While Rule 23 states that these factors are pertinent to the assessment of predominance and superiority, most courts analyze the Rule 23(b)(3)(A)-(D) factors solely in determining whether a class suit will be a superior method of litigation. See Zinser v. Accufix Research Inst., Inc., 253 F.3d 1180, 1191 (9th Cir.) opinion amended on denial of reh'g, 273 F.3d 1266 (9th Cir. 2001).

i. Predominance

"Implicit in the satisfaction of the predominance test is the notion that the adjudication of common issues will help achieve judicial economy." Id. at 1189. Class certification under Rule 23(b)(3) is proper when common questions constitute a significant portion of the case. See Hanlon, 150 F.3d at 1022. For establishing predominance, the applicable inquiry is "whether proposed classes are sufficiently cohesive to warrant adjudication by representation." Amchem Prods., Inc. v. Windsor, 521 U.S. 591, 623 (1997). "Predominance is a test readily met in certain cases alleging consumer or securities fraud or violations of the antitrust laws." Id. at 625.

Plaintiffs assert that each subclass is predominated by the same issues of law because each subclass is predicated on a specific policy that applied to each subclass member. Defendants raise issues concerning Subclasses III, IV, V, and VI. Because the Court finds that all eight Subclasses are based on Defendant's uniform policies and practices and thus the same issues predominate, the Court limits the inquiry below to the arguments raised by Defendant concerning predominance.5

As previously discussed in this Court's examination of commonality, the same questions of fact are at issue in the proposed class's Subclaims.6 Essentially the same arguments that Defendant posed for commonality are also alleged as reasons why the predominance factor is not met under Rule 23(b), i.e. the same issues do not predominate over: Subclass IV because Plaintiffs do not adequately explain how common questions predominate over claims concerning the use of paycards (ECF No. 68 at 26); and Subclass V because managers have discretion as to the precise time an employee is scheduled for a meal break, and thus common questions do not predominate over the subclass (ECF No. 68 at 19). Additionally, Defendant asserts that common questions of law do not predominate Subclass III's claims because an individualized inquiry is required to determine whether time spent undergoing bag checks is compensable and to determine whether the de minimus defense is applicable. (ECF No. 68 at 12-14). Defendant also argues that Subclass VI's claims do not predominate because PVH's policies were applied in accordance with California law (ECF No. 68 at 23).

a. Subclass III

Defendant asserts that common questions of law do not predominate Subclass III's claims because an individualized inquiry is required to determine whether time spent undergoing bag checks is compensable and to determine whether the de minimus defense is applicable. (ECF No. 68 at 12-14.) First, the Court has already discussed that the bag check policy was a universal policy that was applied to all employees who brought purses or bags to work. Any required inquiries can be made through surveys, sampling, and representative testimony. Furthermore, the fact that different employees' time or wages will require an individualized inquiry does not defeat commonality. See In re Taco Bell Wage & Hour Actions, No. 07-1314, 2012 WL 5932833, at *6 (E.D. Cal. Nov. 27, 2012) (where defendants admitted that there was a uniform policy but argued that "as a matter of practice, the policy is carried out in a variety of ways," the court relied on Brinker and found that it was sufficient that there was "a corporate policy that was equally applicable to all employees").

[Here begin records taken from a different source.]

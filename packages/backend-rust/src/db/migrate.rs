use sqlx::PgPool;

pub async fn run_migrations(pool: &PgPool) -> Result<(), MigrationError> {
    tracing::info!("Running database migrations...");

    // Create migrations table if not exists
    sqlx::query(
        r#"
        CREATE TABLE IF NOT EXISTS "_migrations" (
            "id" SERIAL PRIMARY KEY,
            "name" TEXT NOT NULL UNIQUE,
            "applied_at" TIMESTAMP NOT NULL DEFAULT NOW()
        )
        "#,
    )
    .execute(pool)
    .await
    .map_err(MigrationError::Sqlx)?;

    // Get list of applied migrations
    let applied: Vec<String> =
        sqlx::query_scalar(r#"SELECT "name" FROM "_migrations" ORDER BY "id""#)
            .fetch_all(pool)
            .await
            .map_err(MigrationError::Sqlx)?;

    // List of migration files in order
    let migrations = [(
        "001_init_schema",
        include_str!("../../sql/001_init_schema.sql"),
    )];

    let mut applied_count = 0;

    for (name, sql) in migrations {
        if applied.contains(&name.to_string()) {
            tracing::debug!(migration = name, "Already applied, skipping");
            continue;
        }

        tracing::info!(migration = name, "Applying migration...");

        sqlx::raw_sql(sql)
            .execute(pool)
            .await
            .map_err(|e| MigrationError::Migration {
                name: name.to_string(),
                source: e,
            })?;

        sqlx::query(r#"INSERT INTO "_migrations" ("name") VALUES ($1)"#)
            .bind(name)
            .execute(pool)
            .await
            .map_err(MigrationError::Sqlx)?;

        applied_count += 1;
        tracing::info!(migration = name, "Migration applied successfully");
    }

    if applied_count > 0 {
        tracing::info!(count = applied_count, "Database migrations completed");
    } else {
        tracing::info!("Database is up to date, no migrations needed");
    }

    Ok(())
}

#[derive(Debug, thiserror::Error)]
pub enum MigrationError {
    #[error("Migration '{name}' failed: {source}")]
    Migration {
        name: String,
        #[source]
        source: sqlx::Error,
    },
    #[error(transparent)]
    Sqlx(#[from] sqlx::Error),
}
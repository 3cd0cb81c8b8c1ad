use std::sync::Arc;
use std::time::{Instant, SystemTime};

use crate::config::Config;
use crate::db::DatabaseProxy;
use crate::services::llm_provider::LLMProvider;

#[derive(Clone)]
pub struct AppState {
    started_at: Instant,
    started_at_system: SystemTime,
    config: Arc<Config>,
    db_proxy: Option<Arc<DatabaseProxy>>,
    llm: Arc<LLMProvider>,
}

impl AppState {
    pub fn new(config: Config, db_proxy: Option<Arc<DatabaseProxy>>) -> Self {
        Self {
            started_at: Instant::now(),
            started_at_system: SystemTime::now(),
            config: Arc::new(config),
            db_proxy,
            llm: Arc::new(LLMProvider::from_env()),
        }
    }

    pub fn uptime_seconds(&self) -> u64 {
        self.started_at.elapsed().as_secs()
    }

    pub fn started_at_system(&self) -> SystemTime {
        self.started_at_system
    }

    pub fn config(&self) -> Arc<Config> {
        Arc::clone(&self.config)
    }

    pub fn db_proxy(&self) -> Option<Arc<DatabaseProxy>> {
        self.db_proxy.clone()
    }

    pub fn llm(&self) -> Arc<LLMProvider> {
        Arc::clone(&self.llm)
    }
}
use axum::http::{header, HeaderMap};

use crate::config::Config;
use crate::response::AppError;

pub fn extract_token(headers: &HeaderMap) -> Option<String> {
    let auth_header = headers
        .get(header::AUTHORIZATION)
        .and_then(|value| value.to_str().ok())?;

    auth_header
        .strip_prefix("Bearer ")
        .map(|value| value.to_string())
}

/// Shared-secret gate for the admin surface.
///
/// When no `ADMIN_PASSWORD` is configured the check passes — the admin
/// endpoints are open on a private single-user deployment.
pub fn check_admin(headers: &HeaderMap, config: &Config) -> Result<(), AppError> {
    let Some(expected) = config.admin_password.as_deref() else {
        return Ok(());
    };

    match extract_token(headers) {
        Some(token) if token == expected => Ok(()),
        Some(_) => Err(AppError::unauthorized("管理口令错误")),
        None => Err(AppError::unauthorized("未提供认证令牌")),
    }
}

#[cfg(test)]
mod tests {
    use super::*;
    use axum::http::HeaderValue;
    use std::net::{IpAddr, Ipv4Addr};

    fn config_with_password(password: Option<&str>) -> Config {
        Config {
            host: IpAddr::V4(Ipv4Addr::LOCALHOST),
            port: 3000,
            log_level: "info".to_string(),
            admin_password: password.map(|value| value.to_string()),
            daily_new_words: 10,
        }
    }

    fn headers_with_bearer(token: &str) -> HeaderMap {
        let mut headers = HeaderMap::new();
        headers.insert(
            header::AUTHORIZATION,
            HeaderValue::from_str(&format!("Bearer {token}")).unwrap(),
        );
        headers
    }

    #[test]
    fn test_extract_token_requires_bearer_prefix() {
        let mut headers = HeaderMap::new();
        headers.insert(header::AUTHORIZATION, HeaderValue::from_static("Basic abc"));
        assert_eq!(extract_token(&headers), None);

        let headers = headers_with_bearer("secret");
        assert_eq!(extract_token(&headers).as_deref(), Some("secret"));
    }

    #[test]
    fn test_admin_open_when_no_password_configured() {
        let config = config_with_password(None);
        assert!(check_admin(&HeaderMap::new(), &config).is_ok());
    }

    #[test]
    fn test_admin_rejects_missing_and_wrong_token() {
        let config = config_with_password(Some("s3cret"));
        assert!(check_admin(&HeaderMap::new(), &config).is_err());
        assert!(check_admin(&headers_with_bearer("nope"), &config).is_err());
        assert!(check_admin(&headers_with_bearer("s3cret"), &config).is_ok());
    }
}
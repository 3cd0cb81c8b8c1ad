pub mod enrichment;
pub mod llm_provider;
pub mod review;
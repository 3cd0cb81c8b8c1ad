#![allow(dead_code)]

pub mod auth;
pub mod config;
pub mod db;
pub mod logging;
pub mod response;
pub mod routes;
pub mod seed;
pub mod services;
pub mod state;

use tower_http::{cors::CorsLayer, trace::TraceLayer};

use crate::config::Config;
use crate::state::AppState;

pub async fn create_app() -> axum::Router {
    let config = Config::from_env();
    let db_proxy = db::DatabaseProxy::from_env().await.ok();
    let state = AppState::new(config, db_proxy);

    routes::router(state)
        .layer(TraceLayer::new_for_http())
        .layer(CorsLayer::permissive())
}
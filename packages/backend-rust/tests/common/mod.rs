use axum::Router;

pub async fn create_test_app() -> Router {
    std::env::set_var("NODE_ENV", "test");
    std::env::set_var("DATABASE_URL", "");
    std::env::set_var("ADMIN_PASSWORD", "test-admin-secret");

    beici_backend_rust::create_app().await
}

Next, even assuming the de minimis defense applies, the question of whether it is a valid defense is a common question that will generate a class-wide answer. Moreover, should the question arise, it will arise in the damages context. See Otsuka v. Polo Ralph Lauren, 251 F.R.D. 439, 448, n. 2 (N.D. Cal. 2008) (finding the common question predominated even after assuming that defendant is correct that application of de minimus rule might require inquiries into the individual experiences of class members because these individual questions will only arise after significant common questions of law and fact have been answered). As such, the Court finds that common issues of law predominate Subclass III.

b. Subclass IV

Defendant argues that the paycards are a legal form of payment pursuant to California Labor Code section 212. (ECF No. 68 at 26.) Defendant asserts that their pay program provides employees with multiple methods to receive earned wages, and thus one must look at each employee to determine how that employee chose to use the program each time she withdrew any money from her account. (ECF No. 68 at 27.) Therefore, Defendant concludes that the subjective inquiry into each employee destroys predominance.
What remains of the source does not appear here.